Figure 4.

Potential beneficial diet components and diet-gut microbiome interactions in the marmoset model of EAE

Specific components in whole milk, which is the base of the yogurt-based supplement (YBS), may have interacted with the immune system and the gut microbiome to decrease disease incidence and severity in the YBS-fed marmosets. (Left) Butyrophilin, the most abundant protein in the fat globule membrane in milk, has been shown to be immunomodulatory; it increases levels of anti-inflammatory IL-10 and decreases levels of pro-inflammatory IFN_Υ in EAE⁴⁴. (Center left) Members of the gut microbiome, such as Lactobacilli and Bifidobacterium spp., are capable of metabolizing dietary tryptophan into ligands of the aryl hydrocarbon receptor, such as indole-3-aldehyde and indole-3-lactic acid.
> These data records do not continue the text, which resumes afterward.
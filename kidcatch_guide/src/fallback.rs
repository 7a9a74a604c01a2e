// Static guidance used whenever live enrichment is unavailable or fails.
//
// Suggested questions are keyed by the step that was just answered and ask
// about the *next* one (answering `object` yields catcher questions). Steps
// without their own row (`speed`, `complete`, unknown) get the start row.

use kidcatch_mapping::model::answer_for;
use kidcatch_mapping::{CreationStep, StepId};

/// Question recorded for an answer when no suggestion was on screen.
pub const DEFAULT_QUESTION: &str = "孩子的想法";

pub fn suggested_questions(step: StepId) -> &'static [&'static str] {
    match step {
        StepId::Object => &[
            "我們用什麼來接呢？",
            "要用籃子還是小手手接？",
            "想要用什麼特別的工具嗎？",
        ],
        StepId::Catcher => &[
            "你喜歡什麼顏色呢？",
            "要不要有彩虹的顏色？",
            "想要閃閃發光的嗎？",
        ],
        StepId::Color => &[
            "東西要掉得快快的還是慢慢的？",
            "要很多一起掉下來嗎？",
            "想要簡單一點還是有挑戰一點？",
        ],
        StepId::Start | StepId::Speed | StepId::Complete | StepId::Unknown => &[
            "寶貝想接什麼水果呢？",
            "想要接可愛的小動物嗎？",
            "要不要接天上掉下來的星星？",
        ],
    }
}

/// Template guidance for a step, echoing the child's answer when there is one.
pub fn guidance(step: StepId, child_answer: Option<&str>) -> String {
    match (step, child_answer) {
        (StepId::Object, Some(a)) => {
            format!("哇！孩子選擇了「{a}」，真是很棒的想法！現在讓我們選擇用什麼工具來接這些寶貝吧！")
        }
        (StepId::Object, None) => "很棒的選擇！現在問問孩子想用什麼來接住這些東西呢？".into(),
        (StepId::Catcher, Some(a)) => {
            format!("太有創意了！用「{a}」來接東西一定很有趣！現在讓孩子選擇喜歡的顏色，讓遊戲更加繽紛！")
        }
        (StepId::Catcher, None) => "太有創意了！讓孩子選擇喜歡的顏色吧！".into(),
        (StepId::Color, Some(a)) => {
            format!("「{a}」的顏色會讓遊戲變得很特別！最後，問問孩子想要什麼樣的遊戲速度呢？")
        }
        (StepId::Color, None) => "最後，問問孩子想要遊戲的速度如何？".into(),
        (StepId::Speed, Some(a)) => {
            format!("「{a}」的速度剛剛好！遊戲已經準備好了，和孩子一起來玩吧！")
        }
        (StepId::Speed, None) => "遊戲快要完成了，和孩子一起來玩吧！".into(),
        (StepId::Start | StepId::Complete | StepId::Unknown, _) => {
            "讓我們一起創作一個有趣的接東西遊戲吧！首先，問問孩子想接什麼東西呢？每個選擇都會創造出不同的遊戲效果喔！".into()
        }
    }
}

/// Share text built from the answers alone.
pub fn share_text(game_title: &str, steps: &[CreationStep]) -> String {
    let answer = |id| answer_for(steps, id).filter(|a| !a.trim().is_empty());
    let object = answer(StepId::Object).unwrap_or("東西");
    let catcher = answer(StepId::Catcher).unwrap_or("工具");
    format!(
        "我家寶貝創作了「{game_title}」！用{catcher}接{object}的遊戲，充滿了孩子的創意和想像力！快來一起玩吧！🎮✨"
    )
}
// kidcatch_store: persistence for created games.
//
// Module overview:
// - `record.rs`:  `NewGame` (creator input) and `GameRecord` (stored form,
//                 counters, soft-delete marker), plus the player-facing view.
// - `store.rs`:   `GameStore` trait, the shared `GameTable` semantics, and
//                 the mutex-guarded `MemoryStore`.
// - `file.rs`:    `JsonFileStore`, the same table persisted to one JSON file
//                 with atomic temp-file replacement.
// - `error.rs`:   `StoreError`.
//
// Stores are `Send + Sync` and shared behind an `Arc<dyn GameStore>` by the
// server's worker threads.

pub mod error;
pub mod file;
pub mod record;
pub mod store;

pub use error::StoreError;
pub use file::JsonFileStore;
pub use record::{GameRecord, NewGame};
pub use store::{GameStore, MemoryStore};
These ligands influence glial cells, including astrocytes, and thereby reduce CNS inflammation and EAE disease scores^52,53. (Center right) N-glycans (carbohydrates that consist of several sugars linked to the nitrogen atom in the side chain of asparagine) present in milk serve as substrates for Bifidobacterium spp., which in turn produce SCFA as end products of carbohydrate fermentation. SCFAs have a direct impact on EAE by reducing Th1 cells and stimulating the proliferation of lamina propria-derived Treg^56,58. (Right) Proteolytic bacteria, such as Prevotella and Megasphaera spp., produce BCFA (iso-butyrate, valerate, and iso-valerate) as metabolic end products. Valproic acid is a valerate derivative that has anti-epileptic, neuro-protective, and anti-inflammatory effects and is capable of ameliorating symptoms in EAE and optic neuritis^64–66. EAE, experimental autoimmune encephalomyelitis; CNS, central nervous system; SCFAs, short-chain fatty acids; BCFAs, branched-chain fatty acids.